-- Problem description --
For each line of the data below, copy it if it holds the word "iter".

** Records to process follows **

use ratatui::{
    prelude::*,
    widgets::{Block, Borders, Paragraph},
};

use crate::game::GameState;
use crate::geometry::Direction;
use crate::snapshot::{Cell, Snapshot};

pub fn draw(frame: &mut Frame, snapshot: &Snapshot) {
    let layout = Layout::default()
        .direction(layout::Direction::Vertical)
        .constraints([
            Constraint::Length(3), // Title + length
            Constraint::Min(0),    // Board
            Constraint::Length(1), // Board info
        ])
        .split(frame.area());

    frame.render_widget(
        Paragraph::new(format!("SNAKE    Length: {}", snapshot.length))
            .alignment(Alignment::Left)
            .block(Block::default().borders(Borders::ALL)),
        layout[0],
    );

    let block = Block::default()
        .title(snapshot.message)
        .borders(Borders::ALL)
        .border_style(border_style(snapshot.state));
    let inner_area = block.inner(layout[1]);
    frame.render_widget(block, layout[1]);
    frame.render_widget(snapshot, centered(inner_area, board_extent(snapshot)));

    frame.render_widget(Paragraph::new(info_line(snapshot)), layout[2]);
}

fn border_style(state: GameState) -> Style {
    match state {
        GameState::GameOver => Style::default().fg(Color::Red),
        GameState::Paused => Style::default().fg(Color::Yellow),
        _ => Style::default(),
    }
}

fn board_extent(snapshot: &Snapshot) -> (u16, u16) {
    (snapshot.size.width + 2, snapshot.size.height + 2)
}

fn centered(area: Rect, (width, height): (u16, u16)) -> Rect {
    let width = width.min(area.width);
    let height = height.min(area.height);
    Rect {
        x: area.x + (area.width - width) / 2,
        y: area.y + (area.height - height) / 2,
        width,
        height,
    }
}

fn info_line(snapshot: &Snapshot) -> String {
    let direction = match snapshot.direction {
        Some(Direction::Up) => "up",
        Some(Direction::Down) => "down",
        Some(Direction::Left) => "left",
        Some(Direction::Right) => "right",
        None => "-",
    };
    let body: Vec<String> = snapshot
        .body
        .iter()
        .map(|pos| format!("({}, {})", pos.x, pos.y))
        .collect();
    format!(
        "Width: {}  Height: {}  Head: ({}, {})  Direction: {}  Body: {}",
        snapshot.size.width,
        snapshot.size.height,
        snapshot.head.x,
        snapshot.head.y,
        direction,
        body.join(" ")
    )
}

fn wall_symbol(x: usize, y: usize, last_x: usize, last_y: usize) -> &'static str {
    let side = x == 0 || x == last_x;
    let cap = y == 0 || y == last_y;
    match (side, cap) {
        (true, true) => "+",
        (true, false) => "|",
        _ => "-",
    }
}

impl Widget for &Snapshot {
    fn render(self, area: Rect, buf: &mut Buffer) {
        let last_x = self.size.width as usize + 1;
        let last_y = self.size.height as usize + 1;

        for (y, row) in self.rows().enumerate().take(area.height as usize) {
            for (x, cell) in row.iter().enumerate().take(area.width as usize) {
                let target = &mut buf[(area.x + x as u16, area.y + y as u16)];
                match cell {
                    Cell::Wall => {
                        target.set_symbol(wall_symbol(x, y, last_x, last_y));
                    }
                    Cell::SnakeHead => {
                        target.set_symbol("x").set_fg(Color::Yellow);
                    }
                    Cell::SnakeBody => {
                        target.set_symbol("o").set_fg(Color::Green);
                    }
                    Cell::Apple => {
                        target.set_symbol("@").set_fg(Color::LightRed);
                    }
                    Cell::Empty => {
                        target.set_symbol(" ");
                    }
                }
            }
        }
    }
}

#[cfg(test)]
mod tests {
    use super::*;
    use crate::geometry::{Coord, Size};
    use crate::snake::Snake;

    fn rendered_lines(snapshot: &Snapshot) -> Vec<String> {
        let area = Rect::new(0, 0, snapshot.size.width + 2, snapshot.size.height + 2);
        let mut buf = Buffer::empty(area);
        snapshot.render(area, &mut buf);

        (0..area.height)
            .map(|y| (0..area.width).map(|x| buf[(x, y)].symbol()).collect())
            .collect()
    }

    #[test]
    fn test_board_drawing() {
        let snake = Snake::from_body([Coord::new(1, 2), Coord::new(2, 2)], Direction::Right);
        let snapshot = Snapshot::new(Size::new(3, 3), GameState::Running, &snake, Coord::new(3, 3));

        assert_eq!(
            rendered_lines(&snapshot),
            vec!["+---+", "|   |", "|ox |", "|  @|", "+---+"]
        );
    }

    #[test]
    fn test_small_area_is_clipped() {
        let snake = Snake::new(Coord::new(3, 3));
        let snapshot = Snapshot::new(Size::new(5, 5), GameState::Init, &snake, Coord::new(1, 1));
        let area = Rect::new(0, 0, 3, 2);
        let mut buf = Buffer::empty(area);

        snapshot.render(area, &mut buf);

        assert_eq!(buf[(0, 0)].symbol(), "+");
        assert_eq!(buf[(1, 1)].symbol(), "@");
    }

    #[test]
    fn test_centered_board() {
        let area = Rect::new(1, 1, 20, 10);
        assert_eq!(centered(area, (7, 7)), Rect::new(7, 2, 7, 7));
        assert_eq!(centered(area, (30, 30)), area);
    }

    #[test]
    fn test_info_line() {
        let snake = Snake::new(Coord::new(3, 3));
        let snapshot = Snapshot::new(Size::new(5, 5), GameState::Init, &snake, Coord::new(1, 1));
        assert_eq!(
            info_line(&snapshot),
            "Width: 5  Height: 5  Head: (3, 3)  Direction: -  Body: (3, 3)"
        );
    }

    #[test]
    fn test_info_line_lists_body_tail_first() {
        let snake = Snake::from_body(
            [Coord::new(2, 4), Coord::new(2, 3), Coord::new(3, 3)],
            Direction::Right,
        );
        let snapshot = Snapshot::new(Size::new(5, 5), GameState::Running, &snake, Coord::new(1, 1));
        assert_eq!(
            info_line(&snapshot),
            "Width: 5  Height: 5  Head: (3, 3)  Direction: right  Body: (2, 4) (2, 3) (3, 3)"
        );
    }
}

** End of Records to process **

-- Answer space --
        .iter()
            for (x, cell) in row.iter().enumerate().take(area.width as usize) {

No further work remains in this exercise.